▶ _Dataset items_
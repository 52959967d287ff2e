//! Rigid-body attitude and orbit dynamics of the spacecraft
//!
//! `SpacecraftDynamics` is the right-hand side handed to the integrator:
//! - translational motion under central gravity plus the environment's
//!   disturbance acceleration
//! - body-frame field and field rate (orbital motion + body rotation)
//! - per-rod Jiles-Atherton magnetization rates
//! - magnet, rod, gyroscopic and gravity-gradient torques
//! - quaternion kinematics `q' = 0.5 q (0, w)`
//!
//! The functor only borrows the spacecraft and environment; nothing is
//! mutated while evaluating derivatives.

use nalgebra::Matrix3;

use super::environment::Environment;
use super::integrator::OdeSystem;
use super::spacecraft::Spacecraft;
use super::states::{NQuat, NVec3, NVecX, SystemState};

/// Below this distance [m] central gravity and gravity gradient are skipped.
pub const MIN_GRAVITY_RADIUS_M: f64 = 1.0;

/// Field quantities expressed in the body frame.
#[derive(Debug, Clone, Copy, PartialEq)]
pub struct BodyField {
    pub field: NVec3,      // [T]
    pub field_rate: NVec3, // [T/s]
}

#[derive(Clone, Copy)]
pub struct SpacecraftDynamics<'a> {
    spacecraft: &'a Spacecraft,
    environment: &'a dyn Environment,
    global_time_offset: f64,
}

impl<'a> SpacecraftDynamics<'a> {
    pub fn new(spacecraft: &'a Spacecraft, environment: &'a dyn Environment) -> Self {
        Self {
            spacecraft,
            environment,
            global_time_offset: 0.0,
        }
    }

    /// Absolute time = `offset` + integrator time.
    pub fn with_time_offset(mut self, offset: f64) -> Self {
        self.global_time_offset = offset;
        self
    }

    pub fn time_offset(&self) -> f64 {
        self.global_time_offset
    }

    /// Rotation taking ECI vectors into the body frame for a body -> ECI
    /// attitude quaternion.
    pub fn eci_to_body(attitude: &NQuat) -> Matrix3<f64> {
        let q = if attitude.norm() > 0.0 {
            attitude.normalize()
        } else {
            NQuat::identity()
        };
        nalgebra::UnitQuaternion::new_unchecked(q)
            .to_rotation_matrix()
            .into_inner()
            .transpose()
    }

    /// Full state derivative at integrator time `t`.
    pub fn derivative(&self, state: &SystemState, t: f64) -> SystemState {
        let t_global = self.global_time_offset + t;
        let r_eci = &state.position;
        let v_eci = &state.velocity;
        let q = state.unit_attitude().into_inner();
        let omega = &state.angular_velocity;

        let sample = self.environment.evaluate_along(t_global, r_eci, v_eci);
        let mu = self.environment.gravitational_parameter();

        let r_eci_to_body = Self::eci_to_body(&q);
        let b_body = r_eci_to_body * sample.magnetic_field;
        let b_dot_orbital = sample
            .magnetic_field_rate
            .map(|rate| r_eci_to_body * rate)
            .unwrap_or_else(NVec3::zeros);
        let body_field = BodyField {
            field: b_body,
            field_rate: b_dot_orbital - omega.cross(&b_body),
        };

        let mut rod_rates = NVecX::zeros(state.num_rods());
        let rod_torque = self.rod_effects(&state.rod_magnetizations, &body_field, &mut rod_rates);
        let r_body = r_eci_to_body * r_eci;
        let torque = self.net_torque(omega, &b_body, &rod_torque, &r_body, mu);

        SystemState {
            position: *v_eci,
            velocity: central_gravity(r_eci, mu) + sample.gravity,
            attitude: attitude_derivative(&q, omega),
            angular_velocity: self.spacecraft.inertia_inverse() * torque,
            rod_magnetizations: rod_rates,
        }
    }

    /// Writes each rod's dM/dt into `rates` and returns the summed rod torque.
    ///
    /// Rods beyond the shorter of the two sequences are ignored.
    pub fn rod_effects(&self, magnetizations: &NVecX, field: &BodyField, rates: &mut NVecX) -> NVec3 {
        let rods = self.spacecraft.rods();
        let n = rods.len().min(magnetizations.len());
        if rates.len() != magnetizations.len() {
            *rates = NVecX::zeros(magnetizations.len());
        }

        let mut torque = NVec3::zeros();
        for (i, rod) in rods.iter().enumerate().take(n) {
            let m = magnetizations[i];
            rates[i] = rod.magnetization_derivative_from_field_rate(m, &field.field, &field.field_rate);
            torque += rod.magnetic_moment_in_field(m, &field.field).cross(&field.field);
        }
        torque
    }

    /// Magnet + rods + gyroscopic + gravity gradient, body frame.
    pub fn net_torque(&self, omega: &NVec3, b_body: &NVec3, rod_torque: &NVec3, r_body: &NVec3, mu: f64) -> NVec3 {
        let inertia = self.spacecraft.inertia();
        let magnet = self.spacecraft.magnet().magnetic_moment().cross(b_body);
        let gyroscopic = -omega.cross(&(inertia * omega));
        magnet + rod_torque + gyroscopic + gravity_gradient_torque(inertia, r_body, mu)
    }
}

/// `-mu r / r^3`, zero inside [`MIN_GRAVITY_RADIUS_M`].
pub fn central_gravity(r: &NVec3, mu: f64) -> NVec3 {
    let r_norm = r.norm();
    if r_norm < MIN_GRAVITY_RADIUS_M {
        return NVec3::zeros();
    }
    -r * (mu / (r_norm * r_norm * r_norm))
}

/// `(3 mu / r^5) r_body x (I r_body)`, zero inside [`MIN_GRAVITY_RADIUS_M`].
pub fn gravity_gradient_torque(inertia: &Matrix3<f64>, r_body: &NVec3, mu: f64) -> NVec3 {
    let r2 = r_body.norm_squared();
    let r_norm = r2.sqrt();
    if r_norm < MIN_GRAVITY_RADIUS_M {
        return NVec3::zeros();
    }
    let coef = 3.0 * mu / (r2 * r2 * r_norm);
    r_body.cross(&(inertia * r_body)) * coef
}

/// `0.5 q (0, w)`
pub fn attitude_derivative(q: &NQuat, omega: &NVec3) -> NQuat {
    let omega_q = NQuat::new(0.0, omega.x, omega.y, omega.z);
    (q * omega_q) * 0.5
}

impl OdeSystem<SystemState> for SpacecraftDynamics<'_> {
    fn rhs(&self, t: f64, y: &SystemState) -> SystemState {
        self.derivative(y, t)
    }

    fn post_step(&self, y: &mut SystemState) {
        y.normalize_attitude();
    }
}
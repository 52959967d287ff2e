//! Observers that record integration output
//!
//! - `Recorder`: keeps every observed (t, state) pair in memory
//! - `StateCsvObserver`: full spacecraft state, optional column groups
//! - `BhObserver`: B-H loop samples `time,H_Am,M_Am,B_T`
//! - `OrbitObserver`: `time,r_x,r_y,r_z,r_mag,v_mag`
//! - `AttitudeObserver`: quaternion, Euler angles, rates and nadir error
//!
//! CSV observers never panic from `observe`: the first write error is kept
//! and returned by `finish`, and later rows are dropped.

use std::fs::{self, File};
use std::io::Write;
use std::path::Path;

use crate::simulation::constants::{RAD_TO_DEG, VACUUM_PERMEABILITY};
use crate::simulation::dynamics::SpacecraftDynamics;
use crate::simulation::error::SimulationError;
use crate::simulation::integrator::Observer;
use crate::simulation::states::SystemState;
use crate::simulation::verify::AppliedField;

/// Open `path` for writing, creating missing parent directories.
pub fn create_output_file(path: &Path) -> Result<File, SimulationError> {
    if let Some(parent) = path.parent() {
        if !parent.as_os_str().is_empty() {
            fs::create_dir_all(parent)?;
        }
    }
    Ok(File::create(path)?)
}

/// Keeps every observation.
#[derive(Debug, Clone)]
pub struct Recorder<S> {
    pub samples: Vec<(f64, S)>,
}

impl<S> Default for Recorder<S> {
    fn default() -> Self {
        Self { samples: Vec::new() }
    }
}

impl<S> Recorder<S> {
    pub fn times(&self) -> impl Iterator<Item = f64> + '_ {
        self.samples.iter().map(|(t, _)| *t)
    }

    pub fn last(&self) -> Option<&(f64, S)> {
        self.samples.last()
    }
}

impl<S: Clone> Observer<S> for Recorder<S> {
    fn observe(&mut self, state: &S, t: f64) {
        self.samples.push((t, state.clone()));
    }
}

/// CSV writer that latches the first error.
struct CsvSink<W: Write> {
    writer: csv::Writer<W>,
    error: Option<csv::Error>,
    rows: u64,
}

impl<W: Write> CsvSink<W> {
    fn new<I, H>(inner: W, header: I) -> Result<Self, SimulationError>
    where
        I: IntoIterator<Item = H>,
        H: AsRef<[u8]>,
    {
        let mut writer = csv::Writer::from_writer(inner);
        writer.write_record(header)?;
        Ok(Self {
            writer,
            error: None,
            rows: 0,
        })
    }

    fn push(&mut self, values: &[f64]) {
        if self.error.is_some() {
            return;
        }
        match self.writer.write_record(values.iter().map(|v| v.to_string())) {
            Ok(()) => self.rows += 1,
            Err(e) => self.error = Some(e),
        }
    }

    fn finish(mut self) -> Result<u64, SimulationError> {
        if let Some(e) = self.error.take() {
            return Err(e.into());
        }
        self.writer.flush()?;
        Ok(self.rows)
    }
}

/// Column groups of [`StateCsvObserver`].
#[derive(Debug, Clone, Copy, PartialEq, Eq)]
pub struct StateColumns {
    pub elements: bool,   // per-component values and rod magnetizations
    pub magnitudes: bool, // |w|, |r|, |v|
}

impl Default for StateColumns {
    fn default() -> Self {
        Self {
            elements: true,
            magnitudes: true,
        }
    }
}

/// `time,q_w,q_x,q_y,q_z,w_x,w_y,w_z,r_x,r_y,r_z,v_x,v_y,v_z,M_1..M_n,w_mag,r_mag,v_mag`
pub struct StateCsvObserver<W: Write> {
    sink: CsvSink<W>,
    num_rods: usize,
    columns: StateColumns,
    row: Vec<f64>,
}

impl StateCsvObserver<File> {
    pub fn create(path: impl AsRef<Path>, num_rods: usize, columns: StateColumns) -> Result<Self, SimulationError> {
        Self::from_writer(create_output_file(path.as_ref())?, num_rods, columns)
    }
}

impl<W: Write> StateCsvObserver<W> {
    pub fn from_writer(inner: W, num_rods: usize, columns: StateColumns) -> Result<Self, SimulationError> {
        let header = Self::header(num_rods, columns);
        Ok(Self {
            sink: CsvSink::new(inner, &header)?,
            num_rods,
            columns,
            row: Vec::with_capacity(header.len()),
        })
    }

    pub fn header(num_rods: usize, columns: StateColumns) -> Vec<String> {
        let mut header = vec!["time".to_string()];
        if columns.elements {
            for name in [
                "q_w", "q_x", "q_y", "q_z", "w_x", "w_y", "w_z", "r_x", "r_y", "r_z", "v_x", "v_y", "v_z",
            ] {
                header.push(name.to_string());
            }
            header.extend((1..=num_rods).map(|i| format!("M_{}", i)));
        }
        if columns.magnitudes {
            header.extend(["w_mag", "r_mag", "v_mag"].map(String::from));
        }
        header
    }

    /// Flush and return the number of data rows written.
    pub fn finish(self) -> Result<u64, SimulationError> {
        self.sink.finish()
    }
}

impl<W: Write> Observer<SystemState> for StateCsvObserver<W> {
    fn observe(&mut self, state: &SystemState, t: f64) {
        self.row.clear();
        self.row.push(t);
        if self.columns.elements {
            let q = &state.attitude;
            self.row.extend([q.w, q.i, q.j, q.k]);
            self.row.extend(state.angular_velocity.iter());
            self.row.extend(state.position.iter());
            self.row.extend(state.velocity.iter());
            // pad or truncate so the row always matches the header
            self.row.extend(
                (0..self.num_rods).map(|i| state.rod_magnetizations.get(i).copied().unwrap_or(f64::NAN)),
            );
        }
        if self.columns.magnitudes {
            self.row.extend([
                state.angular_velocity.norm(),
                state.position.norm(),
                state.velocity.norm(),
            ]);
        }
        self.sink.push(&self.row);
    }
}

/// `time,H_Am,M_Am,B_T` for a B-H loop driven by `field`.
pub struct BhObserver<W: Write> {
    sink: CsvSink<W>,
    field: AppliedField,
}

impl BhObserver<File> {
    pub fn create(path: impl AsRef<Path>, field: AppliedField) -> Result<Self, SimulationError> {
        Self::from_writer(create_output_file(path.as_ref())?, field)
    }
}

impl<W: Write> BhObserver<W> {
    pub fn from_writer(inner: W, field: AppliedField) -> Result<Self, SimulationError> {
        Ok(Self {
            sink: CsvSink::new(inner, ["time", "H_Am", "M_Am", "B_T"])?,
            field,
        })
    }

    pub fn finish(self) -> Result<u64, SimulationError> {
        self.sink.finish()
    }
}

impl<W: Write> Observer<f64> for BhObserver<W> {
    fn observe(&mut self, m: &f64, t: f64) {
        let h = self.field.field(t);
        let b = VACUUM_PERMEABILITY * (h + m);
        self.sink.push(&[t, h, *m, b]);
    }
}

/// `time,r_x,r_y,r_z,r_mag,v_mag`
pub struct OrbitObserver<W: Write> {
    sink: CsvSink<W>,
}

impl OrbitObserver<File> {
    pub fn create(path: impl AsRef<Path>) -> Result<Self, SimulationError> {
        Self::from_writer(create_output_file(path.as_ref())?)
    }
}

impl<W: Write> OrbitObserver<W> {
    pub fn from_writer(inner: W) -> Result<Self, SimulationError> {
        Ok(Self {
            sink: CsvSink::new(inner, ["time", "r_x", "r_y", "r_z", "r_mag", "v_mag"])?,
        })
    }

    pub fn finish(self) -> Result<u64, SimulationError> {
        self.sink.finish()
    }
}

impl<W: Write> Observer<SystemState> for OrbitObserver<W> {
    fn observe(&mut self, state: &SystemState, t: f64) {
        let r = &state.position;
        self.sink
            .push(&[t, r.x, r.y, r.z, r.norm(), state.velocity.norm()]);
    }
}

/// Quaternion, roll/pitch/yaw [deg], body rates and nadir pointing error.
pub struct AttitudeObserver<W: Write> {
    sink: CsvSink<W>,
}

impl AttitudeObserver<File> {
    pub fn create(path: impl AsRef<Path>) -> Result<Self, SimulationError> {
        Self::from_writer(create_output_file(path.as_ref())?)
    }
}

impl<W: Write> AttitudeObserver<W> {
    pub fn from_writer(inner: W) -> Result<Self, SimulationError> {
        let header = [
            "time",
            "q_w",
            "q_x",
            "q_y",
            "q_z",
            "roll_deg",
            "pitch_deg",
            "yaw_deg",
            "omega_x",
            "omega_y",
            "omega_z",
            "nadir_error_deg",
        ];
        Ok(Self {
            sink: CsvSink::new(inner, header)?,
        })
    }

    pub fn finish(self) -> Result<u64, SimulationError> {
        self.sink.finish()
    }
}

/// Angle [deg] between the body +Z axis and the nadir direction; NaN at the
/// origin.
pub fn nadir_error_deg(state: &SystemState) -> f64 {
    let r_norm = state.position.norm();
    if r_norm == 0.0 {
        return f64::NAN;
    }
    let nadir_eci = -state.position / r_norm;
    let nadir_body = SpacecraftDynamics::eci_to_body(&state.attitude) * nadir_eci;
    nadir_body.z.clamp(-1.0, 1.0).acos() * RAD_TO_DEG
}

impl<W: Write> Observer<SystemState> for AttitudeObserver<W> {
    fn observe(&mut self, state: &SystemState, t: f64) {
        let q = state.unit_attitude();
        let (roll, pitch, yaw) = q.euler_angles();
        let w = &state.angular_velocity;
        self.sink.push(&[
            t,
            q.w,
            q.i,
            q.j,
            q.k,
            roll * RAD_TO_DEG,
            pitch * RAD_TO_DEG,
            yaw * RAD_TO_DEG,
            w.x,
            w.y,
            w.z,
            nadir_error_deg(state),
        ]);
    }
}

▶ _TASK TO COMPLETE_
Scan the records above. Return every line with "NQuat" in it.

▶ _SOLUTION_
use super::states::{NQuat, NVec3, NVecX, SystemState};
    pub fn eci_to_body(attitude: &NQuat) -> Matrix3<f64> {
            NQuat::identity()
pub fn attitude_derivative(q: &NQuat, omega: &NVec3) -> NQuat {
    let omega_q = NQuat::new(0.0, omega.x, omega.y, omega.z);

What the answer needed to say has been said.